The tendency is strong that we consider our own personal experience to be representative of what has happened to everyone else. When we hear an explanation for events, we immediately fit it against our own lives, or children, or jobs. If twenty people hear that teenage converts to Christianity tend to be Evangelical at first and then move to mainline churches, nineteen of them will immediately confirm or deny the truth of the statistic on the basis of what happened to them, or their children, or whoever the nearest teenage convert is. I used to think this was more common among women, but I am now convinced this is not so. I even begin to suspect the opposite is true.
"My friend's cousin got the vaccine, and two weeks later he got bitten by a moose. Do the research, people."

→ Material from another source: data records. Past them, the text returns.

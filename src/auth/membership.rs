//! Membership resolution for public directory reads.
//!
//! Unlike the auth gates this never rejects a caller over credentials: a
//! missing, malformed, expired or forged token simply yields an anonymous,
//! non-member session. Only a failing profile lookup is an error.

use axum::http::HeaderMap;
use tracing::debug;
use uuid::Uuid;

use crate::{
    auth::{claims::PrincipalKind, extractors::bearer_token, jwt::TokenCodec},
    profiles::repo::ProfileStore,
};

/// Session of a membership-gated request.
#[derive(Debug, Clone, Copy, Default, PartialEq, Eq)]
pub struct Membership {
    pub actor_id: Option<Uuid>,
    pub is_member: bool,
}

impl Membership {
    pub fn anonymous() -> Self {
        Self::default()
    }
}

pub async fn resolve(
    tokens: &TokenCodec,
    profiles: &dyn ProfileStore,
    headers: &HeaderMap,
) -> anyhow::Result<Membership> {
    let token = match bearer_token(headers) {
        Ok(t) => t,
        Err(reason) => {
            debug!(%reason, "no usable bearer token; anonymous access");
            return Ok(Membership::anonymous());
        }
    };

    let claims = match tokens.verify(token, PrincipalKind::User) {
        Ok(c) => c,
        Err(reason) => {
            debug!(%reason, "token refused; anonymous access");
            return Ok(Membership::anonymous());
        }
    };

    // Engineers have no recruiter row and are therefore never members.
    let is_member = profiles
        .find_recruiter_by_owner(claims.sub)
        .await?
        .map(|r| r.is_member)
        .unwrap_or(false);

    Ok(Membership {
        actor_id: Some(claims.sub),
        is_member,
    })
}

#[cfg(test)]
mod tests {
    use axum::http::{header::AUTHORIZATION, HeaderValue};
    use time::{Duration, OffsetDateTime};

    use super::*;
    use crate::testing::{sample_engineer, sample_recruiter, test_config, MemoryStore};

    fn codec() -> TokenCodec {
        TokenCodec::new(&test_config().jwt)
    }

    fn with_auth(value: &str) -> HeaderMap {
        let mut headers = HeaderMap::new();
        headers.insert(AUTHORIZATION, HeaderValue::from_str(value).unwrap());
        headers
    }

    #[tokio::test]
    async fn missing_header_is_anonymous() {
        let store = MemoryStore::default();
        let m = resolve(&codec(), &store, &HeaderMap::new()).await.unwrap();
        assert_eq!(m, Membership::anonymous());
    }

    #[tokio::test]
    async fn malformed_and_expired_tokens_degrade_to_anonymous() {
        let store = MemoryStore::default();
        let codec = codec();
        let expired = codec
            .issue_at(
                Uuid::new_v4(),
                PrincipalKind::User,
                None,
                OffsetDateTime::now_utc() - Duration::hours(3),
            )
            .unwrap();

        for header in [
            "Bearer not-a-token".to_string(),
            "Basic dXNlcjpwYXNz".to_string(),
            "Bearer ".to_string(),
            format!("Bearer {expired}"),
        ] {
            let m = resolve(&codec, &store, &with_auth(&header)).await.unwrap();
            assert_eq!(m, Membership::anonymous(), "header {header:?}");
        }
    }

    #[tokio::test]
    async fn admin_token_is_not_a_user_session() {
        let store = MemoryStore::default();
        let codec = codec();
        let token = codec
            .issue_admin(Uuid::new_v4(), crate::auth::claims::AdminRole::Super)
            .unwrap();
        let m = resolve(&codec, &store, &with_auth(&format!("Bearer {token}")))
            .await
            .unwrap();
        assert_eq!(m, Membership::anonymous());
    }

    #[tokio::test]
    async fn approved_recruiter_is_member() {
        let store = MemoryStore::default();
        let codec = codec();
        let user = Uuid::new_v4();
        let mut recruiter = sample_recruiter(user);
        recruiter.is_member = true;
        store.put_recruiter(recruiter);

        let token = codec.issue_user(user).unwrap();
        let m = resolve(&codec, &store, &with_auth(&format!("Bearer {token}")))
            .await
            .unwrap();
        assert_eq!(
            m,
            Membership {
                actor_id: Some(user),
                is_member: true
            }
        );
    }

    #[tokio::test]
    async fn pending_recruiter_and_engineer_are_not_members() {
        let store = MemoryStore::default();
        let codec = codec();
        let (recruiter_user, engineer_user) = (Uuid::new_v4(), Uuid::new_v4());
        store.put_recruiter(sample_recruiter(recruiter_user));
        store.put_engineer(sample_engineer(engineer_user));

        for user in [recruiter_user, engineer_user] {
            let token = codec.issue_user(user).unwrap();
            let m = resolve(&codec, &store, &with_auth(&format!("Bearer {token}")))
                .await
                .unwrap();
            assert_eq!(m.actor_id, Some(user));
            assert!(!m.is_member);
        }
    }

    #[tokio::test]
    async fn store_fault_is_the_only_error() {
        let store = MemoryStore::default();
        store.set_failing(true);
        let codec = codec();

        // anonymous paths never touch the store
        assert!(resolve(&codec, &store, &HeaderMap::new()).await.is_ok());

        let token = codec.issue_user(Uuid::new_v4()).unwrap();
        assert!(resolve(&codec, &store, &with_auth(&format!("Bearer {token}")))
            .await
            .is_err());
    }
}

I don't quite know what to say to such folks. If you don't already know that the incident that happened near your granddaughter's soccer game is not necessarily representative of what happens in general, I don't think I have a ready explanation to convince you. I readily see why people start there. Sometimes one can actually develop a refutation by noticing that one incident, at least, sharply contradicts that. Whatever else is true about the hairdressers in America, you might be able to assure the assembled crowd "Not always. My hairdresser doesn't own any small dogs at all."
I think we apply this unscientific experiment with N=1 more often when we do not understand the underlying mechanism or have little grasp of the data. It is the opposite of the Bayesian approach, where we first ask how many highschool students there are, then what percentage of highschoool students are basketball players, and what percentage of students in general are taking chemistry this year to begin with before we try and figure out how many basketball players are taking chemistry this year. Looking at whether your kid is a small forward in chem lab is useless. Even estimating from a few years' teams and school enrollments would be more useful.